Information supplied Start Marker

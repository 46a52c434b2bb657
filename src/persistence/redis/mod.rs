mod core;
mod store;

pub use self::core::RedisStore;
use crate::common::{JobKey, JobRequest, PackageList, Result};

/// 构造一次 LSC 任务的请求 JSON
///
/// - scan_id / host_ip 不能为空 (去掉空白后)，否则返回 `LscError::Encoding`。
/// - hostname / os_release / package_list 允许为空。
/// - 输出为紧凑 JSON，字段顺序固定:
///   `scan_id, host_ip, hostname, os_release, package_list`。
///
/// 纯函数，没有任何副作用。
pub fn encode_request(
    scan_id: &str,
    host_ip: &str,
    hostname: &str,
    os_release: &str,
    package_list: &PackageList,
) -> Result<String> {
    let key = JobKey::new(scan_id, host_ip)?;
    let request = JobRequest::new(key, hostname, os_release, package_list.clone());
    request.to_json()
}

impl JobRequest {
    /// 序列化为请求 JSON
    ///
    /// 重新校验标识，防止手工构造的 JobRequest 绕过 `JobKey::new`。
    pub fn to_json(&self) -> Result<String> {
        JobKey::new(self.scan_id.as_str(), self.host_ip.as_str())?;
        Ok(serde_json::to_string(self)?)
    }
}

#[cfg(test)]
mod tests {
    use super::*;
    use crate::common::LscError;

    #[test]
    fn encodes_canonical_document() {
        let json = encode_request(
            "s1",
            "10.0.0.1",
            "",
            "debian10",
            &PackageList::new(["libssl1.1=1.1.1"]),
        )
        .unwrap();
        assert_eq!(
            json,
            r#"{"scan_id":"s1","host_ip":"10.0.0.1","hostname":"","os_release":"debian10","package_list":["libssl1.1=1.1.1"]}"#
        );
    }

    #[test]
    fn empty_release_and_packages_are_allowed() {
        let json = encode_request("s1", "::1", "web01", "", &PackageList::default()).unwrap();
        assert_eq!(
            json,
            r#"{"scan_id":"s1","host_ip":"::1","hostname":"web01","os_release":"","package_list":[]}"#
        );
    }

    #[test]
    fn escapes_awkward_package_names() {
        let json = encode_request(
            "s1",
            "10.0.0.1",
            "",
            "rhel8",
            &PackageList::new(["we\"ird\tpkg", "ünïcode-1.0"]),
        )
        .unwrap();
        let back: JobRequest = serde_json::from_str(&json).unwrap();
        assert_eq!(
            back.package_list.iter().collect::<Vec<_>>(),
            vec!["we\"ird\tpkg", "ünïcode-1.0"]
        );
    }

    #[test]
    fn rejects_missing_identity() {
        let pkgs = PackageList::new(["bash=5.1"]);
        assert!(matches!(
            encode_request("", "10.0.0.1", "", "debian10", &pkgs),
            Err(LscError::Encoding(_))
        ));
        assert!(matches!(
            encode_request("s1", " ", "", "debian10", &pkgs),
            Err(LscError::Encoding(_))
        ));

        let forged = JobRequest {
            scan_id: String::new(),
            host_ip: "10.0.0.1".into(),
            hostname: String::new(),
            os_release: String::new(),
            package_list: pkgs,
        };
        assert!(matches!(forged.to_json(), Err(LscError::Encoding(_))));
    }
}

Information supplied End Marker
Information supplied Start Marker

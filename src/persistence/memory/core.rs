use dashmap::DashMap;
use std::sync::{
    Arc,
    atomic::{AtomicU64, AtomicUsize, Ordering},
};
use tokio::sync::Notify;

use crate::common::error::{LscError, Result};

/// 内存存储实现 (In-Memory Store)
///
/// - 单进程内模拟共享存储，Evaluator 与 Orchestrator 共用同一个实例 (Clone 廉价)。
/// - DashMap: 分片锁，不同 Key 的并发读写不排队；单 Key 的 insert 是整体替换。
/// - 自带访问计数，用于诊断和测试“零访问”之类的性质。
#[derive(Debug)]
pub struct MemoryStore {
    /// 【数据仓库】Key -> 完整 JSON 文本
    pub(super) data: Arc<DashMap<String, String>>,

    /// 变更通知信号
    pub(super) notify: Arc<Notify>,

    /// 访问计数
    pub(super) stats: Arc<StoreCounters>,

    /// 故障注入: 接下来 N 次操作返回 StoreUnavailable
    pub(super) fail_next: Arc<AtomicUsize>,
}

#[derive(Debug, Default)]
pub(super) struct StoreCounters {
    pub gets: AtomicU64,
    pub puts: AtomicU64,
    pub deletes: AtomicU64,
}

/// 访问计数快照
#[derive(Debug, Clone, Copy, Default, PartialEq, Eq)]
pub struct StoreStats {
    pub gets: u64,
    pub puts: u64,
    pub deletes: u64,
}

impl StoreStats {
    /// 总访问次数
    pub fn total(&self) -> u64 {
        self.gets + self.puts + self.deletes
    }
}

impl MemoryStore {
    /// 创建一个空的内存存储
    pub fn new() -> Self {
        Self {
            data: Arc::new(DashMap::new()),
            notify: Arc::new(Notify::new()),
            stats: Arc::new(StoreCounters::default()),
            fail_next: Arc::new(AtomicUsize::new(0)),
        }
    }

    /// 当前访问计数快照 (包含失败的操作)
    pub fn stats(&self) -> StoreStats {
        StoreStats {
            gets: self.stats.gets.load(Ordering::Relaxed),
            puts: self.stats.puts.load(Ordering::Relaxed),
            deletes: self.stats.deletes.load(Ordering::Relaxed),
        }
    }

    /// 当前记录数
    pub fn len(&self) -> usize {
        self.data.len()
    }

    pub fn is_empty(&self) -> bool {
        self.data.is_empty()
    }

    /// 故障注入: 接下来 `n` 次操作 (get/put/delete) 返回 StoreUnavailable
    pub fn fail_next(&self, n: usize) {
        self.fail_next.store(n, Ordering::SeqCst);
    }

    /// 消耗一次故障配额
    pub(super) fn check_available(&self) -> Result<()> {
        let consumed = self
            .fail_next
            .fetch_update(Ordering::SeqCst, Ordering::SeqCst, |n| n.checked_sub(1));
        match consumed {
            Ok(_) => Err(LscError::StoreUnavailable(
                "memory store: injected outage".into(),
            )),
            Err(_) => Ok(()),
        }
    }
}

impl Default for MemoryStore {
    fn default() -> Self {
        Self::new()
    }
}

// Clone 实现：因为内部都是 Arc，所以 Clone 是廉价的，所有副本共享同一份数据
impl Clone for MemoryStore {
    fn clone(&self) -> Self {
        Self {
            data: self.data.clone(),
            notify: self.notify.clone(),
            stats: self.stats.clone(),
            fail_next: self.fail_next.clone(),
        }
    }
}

Information supplied End Marker

Search the data for "Encoding" and list every line in which it occurs.

### Answer box
/// - scan_id / host_ip 不能为空 (去掉空白后)，否则返回 `LscError::Encoding`。
            Err(LscError::Encoding(_))
            Err(LscError::Encoding(_))
        assert!(matches!(forged.to_json(), Err(LscError::Encoding(_))));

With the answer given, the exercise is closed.